1. Introduction

Glyphosate (N-(phosphonomethyl)glycine) (glyp) (Figure 1c) is the most intensively used herbicide worldwide because of its high effectiveness against annual grasses and aquatic weeds [1,2], with a global annual production estimated to be over 825,804 tons in 2014 [3]. Its use is allowed in agricultural, urban, and domestic activities [4], with the agricultural application being the most intensive one. The physical and chemical properties of glyp allow its distribution in the environmental compartments [5,6,7]. Furthermore, its chelating ability and the absorption constant in soil allows for its accumulation in several types of soils, mainly clays [8]; it is considered a stable compound in a pH range between 4 and 9 for hydrolysis and photolysis [9,10]. Glyp pollution in water, soil, and food samples are becoming a serious health concern [11,12,13]. In addition, its metabolite, aminomethylphosphonic acid (AMPA), also represents a potential danger to human and animal health [14,15]. Both compounds have been detected in groundwater and surface water in several countries [6,16,17]. As glyp has been labeled as a global pollutant [18,19], assessing its presence in several environmental matrices is a vigorous area of research [20,21,22].

There are some analytical methods to determine the presence of glyp and the metabolite AMPA in different media, such as water, urine, and serums. The official method to determine glyp in water, the EPA-547 [23], requires herbicide derivatization post-column with o-phathdialdehyde (OPA) [24]. Other methods employ high-performance liquid chromatography (HPLC) [25] coupled with mass spectrometry [26,27,28,29], fluorescence [30], or capillary electrophoresis [31]. However, these methods are complex, as they require pre-treatment steps for the samples and lengthy analysis times, by which it is not always possible to analyze massive samples in situ [32,33]. Recently, other methods have been reported as alternative tools for monitoring environmental samples in situ with the added benefit of short analysis times. Furthermore, some other analytical methods can have remarkably low detection limits, such as spectrophotometric [34,35,36,37], electrochemical [38,39,40], and Enzyme-Linked ImmunoSorbent Assay (ELISA) techniques [17,41]. The development of new methodologies that are quick, sensitive, reproducible, and inexpensive represent a viable alternative to the current methods and instruments by allowing the analysis of a larger number of samples either on the field or at the lab [42,43,44].

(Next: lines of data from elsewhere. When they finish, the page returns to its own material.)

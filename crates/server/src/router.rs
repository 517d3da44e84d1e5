//! HTTP handlers for the relay.

use axum::{
    body::Bytes,
    extract::State,
    http::{header::HeaderName, HeaderValue, StatusCode},
    response::{IntoResponse, Response},
    Json,
};
use relay_core::{
    proxy::{ProxyError, Relayed, ServedBy},
    types::JsonRpcRequest,
};
use serde_json::json;
use tracing::debug;

use crate::AppState;

static X_CACHE: HeaderName = HeaderName::from_static("x-cache");
static X_METADATA_SOURCE: HeaderName = HeaderName::from_static("x-metadata-source");
static X_SOURCE: HeaderName = HeaderName::from_static("x-source");

/// Handles `POST /sui`: parses the JSON-RPC envelope and relays it.
pub async fn handle_rpc(State(state): State<AppState>, body: Bytes) -> Response {
    let payload: serde_json::Value = match serde_json::from_slice(&body) {
        Ok(value) => value,
        Err(e) => return error_response(StatusCode::BAD_REQUEST, "Invalid request", &format!("malformed JSON body: {e}")),
    };

    let request: JsonRpcRequest = match serde_json::from_value(payload) {
        Ok(request) => request,
        Err(e) => {
            return error_response(
                StatusCode::BAD_REQUEST,
                "Invalid request",
                &format!("not a JSON-RPC envelope: {e}"),
            )
        }
    };

    debug!(method = %request.method, "relaying rpc request");
    match state.engine.process(request).await {
        Ok(relayed) => relayed_response(relayed),
        Err(ProxyError::InvalidRequest(message)) => {
            error_response(StatusCode::BAD_REQUEST, "Invalid request", &message)
        }
        Err(ProxyError::UpstreamRateLimited(message)) => {
            error_response(StatusCode::TOO_MANY_REQUESTS, "Too Many Requests", &message)
        }
        Err(ProxyError::BadGateway(message)) => {
            error_response(StatusCode::BAD_GATEWAY, "Bad Gateway", &message)
        }
        Err(ProxyError::Internal(message)) => {
            error_response(StatusCode::INTERNAL_SERVER_ERROR, "Internal Server Error", &message)
        }
    }
}

fn relayed_response(relayed: Relayed) -> Response {
    let mut response = (StatusCode::OK, Json(relayed.body)).into_response();
    let headers = response.headers_mut();

    if relayed.served_by == ServedBy::Cache {
        headers.insert(X_CACHE.clone(), HeaderValue::from_static("HIT"));
    }
    if relayed.served_by == ServedBy::Fallback {
        headers.insert(X_SOURCE.clone(), HeaderValue::from_static("fallback-rpc"));
    }
    if let Some(source) = relayed.metadata_source {
        headers.insert(X_METADATA_SOURCE.clone(), HeaderValue::from_static(source.as_str()));
    }

    response
}

fn error_response(status: StatusCode, error: &str, message: &str) -> Response {
    (
        status,
        Json(json!({
            "error": error,
            "message": message,
            "timestamp": chrono::Utc::now().to_rfc3339(),
        })),
    )
        .into_response()
}

/// Handles `GET /metadata-cache`: dumps every unexpired metadata entry.
pub async fn handle_metadata_cache(State(state): State<AppState>) -> impl IntoResponse {
    let entries = state.engine.metadata_snapshot();
    let metadata: serde_json::Map<String, serde_json::Value> = entries
        .into_iter()
        .filter_map(|(coin_type, meta)| {
            serde_json::to_value(meta).ok().map(|value| (coin_type, value))
        })
        .collect();

    Json(json!({
        "count": metadata.len(),
        "metadata": metadata,
    }))
}

/// Handles `GET /health`: cache, queue, and rate-limit counters.
pub async fn handle_health(State(state): State<AppState>) -> impl IntoResponse {
    Json(json!({
        "status": "ok",
        "cache": {
            "responses": state.engine.response_cache_stats(),
            "metadata": state.engine.metadata_cache_stats(),
        },
        "queue": state.engine.queue_stats(),
        "rate_limit": state.limiter.snapshot(),
        "fallback_in_flight": state.engine.fallback_in_flight(),
        "timestamp": chrono::Utc::now().to_rfc3339(),
    }))
}
//! Request correlation IDs.
//!
//! Every response carries an `x-request-id` header, generated when the
//! client did not supply one and propagated when it did.

use axum::http::{header::HeaderValue, HeaderName, Request};
use tower_http::request_id::{MakeRequestId, RequestId};
use uuid::Uuid;

/// The header name for request correlation IDs.
pub static X_REQUEST_ID: HeaderName = HeaderName::from_static("x-request-id");

/// A UUID v4 generator for request IDs.
#[derive(Clone, Copy, Default)]
pub struct UuidRequestIdGenerator;

impl MakeRequestId for UuidRequestIdGenerator {
    fn make_request_id<B>(&mut self, _request: &Request<B>) -> Option<RequestId> {
        let id = Uuid::new_v4().to_string();
        Some(RequestId::new(HeaderValue::from_str(&id).ok()?))
    }
}

/// Creates the request ID layer stack.
///
/// Layers are applied in reverse order, so apply the propagate layer first
/// and the set layer after it.
#[must_use]
pub fn create_request_id_layers() -> (
    tower_http::request_id::SetRequestIdLayer<UuidRequestIdGenerator>,
    tower_http::request_id::PropagateRequestIdLayer,
) {
    use tower_http::request_id::{PropagateRequestIdLayer, SetRequestIdLayer};

    let set_layer = SetRequestIdLayer::new(X_REQUEST_ID.clone(), UuidRequestIdGenerator);
    let propagate_layer = PropagateRequestIdLayer::new(X_REQUEST_ID.clone());

    (set_layer, propagate_layer)
}
//! Tests for the HTTP contract: headers, status codes, and body shapes.

use crate::mock_infrastructure::{test_config, BirdeyeMockBuilder, RpcMockBuilder};
use axum::{
    body::Body,
    http::{Request, StatusCode},
    Router,
};
use relay_core::{config::AppConfig, limiter::ServerRateLimiter, proxy::ProxyEngine};
use serde_json::{json, Value};
use server::{build_app, AppState};
use std::{sync::Arc, time::Duration};
use tower::ServiceExt;

fn app_for(config: AppConfig, rate_limit: u64) -> Router {
    let engine = Arc::new(ProxyEngine::new(Arc::new(config.clone())).unwrap());
    let limiter = Arc::new(ServerRateLimiter::new(rate_limit, Duration::from_secs(60)));
    build_app(AppState { engine, limiter }, &config)
}

fn rpc_request(body: Value) -> Request<Body> {
    Request::builder()
        .uri("/sui")
        .method("POST")
        .header("content-type", "application/json")
        .body(Body::from(body.to_string()))
        .unwrap()
}

async fn body_to_json(body: Body) -> Value {
    let bytes = axum::body::to_bytes(body, usize::MAX).await.unwrap();
    serde_json::from_slice(&bytes).unwrap()
}

#[tokio::test]
async fn test_cache_hit_header() {
    let mut primary = RpcMockBuilder::new().await;
    let fallback = RpcMockBuilder::new().await;
    let birdeye = BirdeyeMockBuilder::new().await;
    let _rpc = primary.rpc_result(&json!("0x2a")).create_async().await;

    let app = app_for(test_config(&primary.url(), &fallback.url(), &birdeye.url()), 500);
    let envelope = json!({
        "jsonrpc": "2.0",
        "method": "sui_getTotalTransactionBlocks",
        "params": [],
        "id": 1
    });

    let first = app.clone().oneshot(rpc_request(envelope.clone())).await.unwrap();
    assert_eq!(first.status(), StatusCode::OK);
    assert!(first.headers().get("x-cache").is_none());

    let second = app.oneshot(rpc_request(envelope)).await.unwrap();
    assert_eq!(second.status(), StatusCode::OK);
    assert_eq!(second.headers().get("x-cache").unwrap(), "HIT");
}

#[tokio::test]
async fn test_fallback_source_header() {
    let mut primary = RpcMockBuilder::new().await;
    let mut fallback = RpcMockBuilder::new().await;
    let birdeye = BirdeyeMockBuilder::new().await;
    let _rpc = primary.html_error_page().create_async().await;
    let _rescue = fallback.rpc_result(&json!("0x2a")).create_async().await;

    let app = app_for(test_config(&primary.url(), &fallback.url(), &birdeye.url()), 500);
    let response = app
        .oneshot(rpc_request(json!({
            "jsonrpc": "2.0",
            "method": "sui_getTotalTransactionBlocks",
            "params": [],
            "id": 1
        })))
        .await
        .unwrap();

    assert_eq!(response.status(), StatusCode::OK);
    assert_eq!(response.headers().get("x-source").unwrap(), "fallback-rpc");

    let body = body_to_json(response.into_body()).await;
    assert_eq!(body["result"], json!("0x2a"));
}

#[tokio::test]
async fn test_metadata_source_header_on_enrichment() {
    let mut primary = RpcMockBuilder::new().await;
    let fallback = RpcMockBuilder::new().await;
    let mut birdeye = BirdeyeMockBuilder::new().await;
    let _rpc = primary.null_coin_metadata().create_async().await;
    let _lookup = birdeye.token(6, "FOO", "Foo Coin").create_async().await;

    let app = app_for(test_config(&primary.url(), &fallback.url(), &birdeye.url()), 500);
    let envelope = json!({
        "jsonrpc": "2.0",
        "method": "suix_getCoinMetadata",
        "params": ["0xabc::mod::COIN"],
        "id": 1
    });

    let first = app.clone().oneshot(rpc_request(envelope.clone())).await.unwrap();
    assert_eq!(first.headers().get("x-metadata-source").unwrap(), "birdeye-direct");

    let second = app.oneshot(rpc_request(envelope)).await.unwrap();
    assert_eq!(second.headers().get("x-cache").unwrap(), "HIT");
    assert_eq!(second.headers().get("x-metadata-source").unwrap(), "birdeye");
}

// Requests beyond the per-window ceiling are rejected with limiter counters.
#[tokio::test]
async fn test_rate_limit_ceiling_enforced() {
    let mut primary = RpcMockBuilder::new().await;
    let fallback = RpcMockBuilder::new().await;
    let birdeye = BirdeyeMockBuilder::new().await;
    let _rpc = primary.rpc_result(&json!("0x2a")).create_async().await;

    let app = app_for(test_config(&primary.url(), &fallback.url(), &birdeye.url()), 5);
    let envelope = json!({
        "jsonrpc": "2.0",
        "method": "sui_getTotalTransactionBlocks",
        "params": [],
        "id": 1
    });

    for _ in 0..5 {
        let response = app.clone().oneshot(rpc_request(envelope.clone())).await.unwrap();
        assert_eq!(response.status(), StatusCode::OK);
    }

    let rejected = app.clone().oneshot(rpc_request(envelope.clone())).await.unwrap();
    assert_eq!(rejected.status(), StatusCode::TOO_MANY_REQUESTS);

    let body = body_to_json(rejected.into_body()).await;
    assert_eq!(body["limit"], 5);
    assert!(body["current"].as_u64().unwrap() > 5);
    assert_eq!(body["remaining"], 0);
    assert!(body.get("resetIn").is_some());
}

#[tokio::test]
async fn test_metadata_cache_endpoint_reflects_enriched_tokens() {
    let mut primary = RpcMockBuilder::new().await;
    let fallback = RpcMockBuilder::new().await;
    let mut birdeye = BirdeyeMockBuilder::new().await;
    let _rpc = primary.null_coin_metadata().create_async().await;
    let _lookup = birdeye.token(6, "FOO", "Foo Coin").create_async().await;

    let app = app_for(test_config(&primary.url(), &fallback.url(), &birdeye.url()), 500);

    let _ = app
        .clone()
        .oneshot(rpc_request(json!({
            "jsonrpc": "2.0",
            "method": "suix_getCoinMetadata",
            "params": ["0xabc::mod::COIN"],
            "id": 1
        })))
        .await
        .unwrap();

    let dump = app
        .oneshot(Request::builder().uri("/metadata-cache").body(Body::empty()).unwrap())
        .await
        .unwrap();
    assert_eq!(dump.status(), StatusCode::OK);

    let body = body_to_json(dump.into_body()).await;
    assert_eq!(body["count"], 1);
    assert_eq!(body["metadata"]["0xabc::mod::COIN"]["symbol"], json!("FOO"));
    assert_eq!(body["metadata"]["0xabc::mod::COIN"]["decimals"], json!(6));
}

#[tokio::test]
async fn test_bad_gateway_shape_when_everything_fails() {
    let mut primary = RpcMockBuilder::new().await;
    let mut fallback = RpcMockBuilder::new().await;
    let birdeye = BirdeyeMockBuilder::new().await;
    let _rpc = primary.html_error_page().create_async().await;
    let _rescue = fallback.status(500).create_async().await;

    let app = app_for(test_config(&primary.url(), &fallback.url(), &birdeye.url()), 500);
    let response = app
        .oneshot(rpc_request(json!({
            "jsonrpc": "2.0",
            "method": "sui_getTotalTransactionBlocks",
            "params": [],
            "id": 1
        })))
        .await
        .unwrap();

    assert_eq!(response.status(), StatusCode::BAD_GATEWAY);
    let body = body_to_json(response.into_body()).await;
    assert_eq!(body["error"], "Bad Gateway");
    assert!(body.get("message").is_some());
    assert!(body.get("timestamp").is_some());
}

#[tokio::test]
async fn test_health_reports_cache_hits_after_traffic() {
    let mut primary = RpcMockBuilder::new().await;
    let fallback = RpcMockBuilder::new().await;
    let birdeye = BirdeyeMockBuilder::new().await;
    let _rpc = primary.rpc_result(&json!("0x2a")).create_async().await;

    let app = app_for(test_config(&primary.url(), &fallback.url(), &birdeye.url()), 500);
    let envelope = json!({
        "jsonrpc": "2.0",
        "method": "sui_getTotalTransactionBlocks",
        "params": [],
        "id": 1
    });

    let _ = app.clone().oneshot(rpc_request(envelope.clone())).await.unwrap();
    let _ = app.clone().oneshot(rpc_request(envelope)).await.unwrap();

    let health = app
        .oneshot(Request::builder().uri("/health").body(Body::empty()).unwrap())
        .await
        .unwrap();
    let body = body_to_json(health.into_body()).await;

    assert_eq!(body["status"], "ok");
    assert!(body["cache"]["responses"]["hits"].as_u64().unwrap() >= 1);
    assert_eq!(body["cache"]["responses"]["keys"], 1);
}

Dipyrromethenes are chelators of bipyrrolic monoacids that can form stable complexes with metals due to their coordination chemistry and optic and fluorescent properties [45]. These ligands are structurally rigid, completely conjugated, and capable of functionalizing several positions of their structure (1, 5, and 9) (Figure 1a). Hence, the coordination with metallic ions of meso-substituted dipyrromethenes (position 5) has been applied to the design of sensors. For instance, there is a study based on fluorescent probes on a boron dipyrromethene functionalized with a group of phenylboronic acids (BODIPY-PBAs) that can detect several monosaccharides in a concentration range of 0.1–100 mM, with good reproducibility and photostability [46]. In another study, an electrochemical biosensor was developed using a dipyrromethene-Cu(II) to determine the oligomeric form of amyloid beta (Aβ16-23) with concentrations in the range of 0.001–1.00 µM, which induces the neuronal dysfunction associated with Alzheimer´s disease (AD) [47]. Another paper reported on the electroactive dipyrromethene-Cu biosensor to detect antibodies against avian influenza virus type H5N1 in hen sera [48].

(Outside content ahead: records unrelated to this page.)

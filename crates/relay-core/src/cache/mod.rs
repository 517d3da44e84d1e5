//! TTL key-value stores for RPC responses and token metadata.
//!
//! Entries expire passively on read and eagerly via a periodic sweep task.
//! Values are inserted only after JSON validation upstream, so a store can
//! never hold a body that failed to parse.

use dashmap::DashMap;
use std::{
    sync::{
        atomic::{AtomicU64, Ordering},
        Arc,
    },
    time::{Duration, Instant},
};
use tracing::debug;

struct Entry<V> {
    value: V,
    inserted_at: Instant,
}

/// Point-in-time counters for one cache namespace.
#[derive(Debug, Clone, Copy, PartialEq, Eq, serde::Serialize)]
pub struct CacheStats {
    pub hits: u64,
    pub misses: u64,
    pub keys: usize,
}

/// A TTL cache namespace.
///
/// Two instances exist process-wide: a short-TTL store for generic RPC
/// responses and a long-TTL store for token metadata. Thread-safe via
/// `DashMap`; counters are atomics.
pub struct TtlCache<V> {
    name: &'static str,
    ttl: Duration,
    entries: DashMap<String, Entry<V>>,
    hits: AtomicU64,
    misses: AtomicU64,
}

impl<V: Clone + Send + Sync + 'static> TtlCache<V> {
    #[must_use]
    pub fn new(name: &'static str, ttl: Duration) -> Self {
        Self { name, ttl, entries: DashMap::new(), hits: AtomicU64::new(0), misses: AtomicU64::new(0) }
    }

    /// Looks up a key, removing it first if its TTL has elapsed.
    #[must_use]
    pub fn get(&self, key: &str) -> Option<V> {
        if let Some(entry) = self.entries.get(key) {
            if entry.inserted_at.elapsed() < self.ttl {
                self.hits.fetch_add(1, Ordering::Relaxed);
                return Some(entry.value.clone());
            }
        } else {
            self.misses.fetch_add(1, Ordering::Relaxed);
            return None;
        }

        // Expired: drop the read guard before removing.
        self.entries.remove(key);
        self.misses.fetch_add(1, Ordering::Relaxed);
        None
    }

    /// Stores a value, resetting its TTL clock.
    pub fn insert(&self, key: impl Into<String>, value: V) {
        self.entries.insert(key.into(), Entry { value, inserted_at: Instant::now() });
    }

    /// Removes every entry past its TTL, returning how many were evicted.
    pub fn purge_expired(&self) -> usize {
        let before = self.entries.len();
        self.entries.retain(|_, entry| entry.inserted_at.elapsed() < self.ttl);
        before - self.entries.len()
    }

    /// Number of stored (possibly expired, not yet swept) entries.
    #[must_use]
    pub fn len(&self) -> usize {
        self.entries.len()
    }

    #[must_use]
    pub fn is_empty(&self) -> bool {
        self.entries.is_empty()
    }

    #[must_use]
    pub fn stats(&self) -> CacheStats {
        CacheStats {
            hits: self.hits.load(Ordering::Relaxed),
            misses: self.misses.load(Ordering::Relaxed),
            keys: self.entries.len(),
        }
    }

    /// Clones out every unexpired entry. Used by the metadata dump endpoint.
    #[must_use]
    pub fn entries_snapshot(&self) -> Vec<(String, V)> {
        self.entries
            .iter()
            .filter(|entry| entry.inserted_at.elapsed() < self.ttl)
            .map(|entry| (entry.key().clone(), entry.value.clone()))
            .collect()
    }

    /// Spawns the periodic expiry sweep for this store.
    pub fn start_sweep_task(self: &Arc<Self>, interval: Duration) {
        let cache = Arc::clone(self);
        tokio::spawn(async move {
            let mut ticker = tokio::time::interval(interval);
            // The first tick fires immediately; skip it so a fresh store
            // is not swept before it has seen any traffic.
            ticker.tick().await;
            loop {
                ticker.tick().await;
                let evicted = cache.purge_expired();
                if evicted > 0 {
                    debug!(cache = cache.name, evicted, "swept expired cache entries");
                }
            }
        });
    }
}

In this study, the chelating capacity of glyp was exploited to bind the metallic moiety of the compound bis 5-phenyldipyrrinate of nickel (II) (Ni(PhDP)₂) (Figure 1b). Based on this molecular association, a method for glyp determination in several water samples is developed for the quantification of the complex formed between glyp and (Ni(PhDP)₂). The resulting method is fast, sensitive, accurate, and useful for the quantification of glyp in drinking, urban, and ground waters, and residual-treated wastewater.

2. Materials and Methods

2.1. Reagents and Chemicals

Glyphosate, silica gel, pyrrole, trifluoroacetic acid (TFA), benzaldehyde, triethylamine (Et₃N), and 2,3-Dichloro-5,6-dicyano-1,4-benzoquinone (DDQ) were from Sigma-Aldrich (St. Louis, MO, USA). The methylene chloride (CH₂Cl₂), chloroform (CHCl₃), hexane, and methanol (CH₃OH) were from Fermont (Monterrey, Mexico), and ethyl acetate was purchased from JT Baker (Center Valley, PA, USA). All the used reagents are analytical grade.

2.2. Apparatus

Electronic absorbance spectra measurements were obtained using a Varian Cary 50 spectrophotometer equipped with a xenon lamp (Australia). To perform electronic spectra measurements, quartz cuvettes (1 cm path length) were used.

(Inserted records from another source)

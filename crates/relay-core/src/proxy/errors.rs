//! Engine-boundary error taxonomy.
//!
//! Only these errors reach the HTTP layer. Upstream and decompression
//! failures are handled inside the engine by switching to the fallback
//! path; what escapes here is what the client actually sees.

use thiserror::Error;

#[derive(Debug, Error)]
pub enum ProxyError {
    /// Malformed inbound envelope. Maps to 400.
    #[error("invalid request: {0}")]
    InvalidRequest(String),

    /// Both paths failed with a rate-limit signature. Maps to 429.
    #[error("upstream rate limited: {0}")]
    UpstreamRateLimited(String),

    /// Both the primary path and the fallback failed. Maps to 502.
    #[error("bad gateway: {0}")]
    BadGateway(String),

    /// A relay-side defect (serialization and the like). Maps to 500.
    #[error("internal error: {0}")]
    Internal(String),
}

2.3. Synthesis of the (Ni(PhDP)₂)

The procedure used by Brückner et al. [49] was followed to synthesize (Ni(PhDP)₂). First, the 5-phenyldipyrrometane with benzaldehyde (1 mmol), pyrrole (1 mmol), and trifluoroacetic acid were synthesized. Then 2,3-Dichloro-5,6-dicyano-1,4-benzoquinone (1 mmol) was added and stirred for 30 min at room temperature. After that Et₃N (0.5 mL) was added to the solution and stirred for another 30 min at room temperature. After the elimination of the solvent, the residue was dissolved in CH₂Cl₂, and the solution was filtered to remove precipitates. The solvent was removed, and the product was purified by short silica gel column chromatography using ethyl acetate as an eluent. The first eluted yellow fraction was evaporated to afford the crude product. Later, 2 mmol of 5-Phenyldipyrromethene and 1 mmol of nickel sulfate hexahydrate were dissolved in a mixture of CHCl₃ and CH₃OH. The solution was agitated and heated under reflux for 6 h, and then 0.5 mL of Et₃N were added and heated again under reflux for 4 h. The solution was evaporated in a rotary evaporator until a dark brown solid was obtained. The dried remainder was dissolved in CH₂Cl₂ and CH₃OH (1:1), leaving it to slowly evaporate until crystals were obtained.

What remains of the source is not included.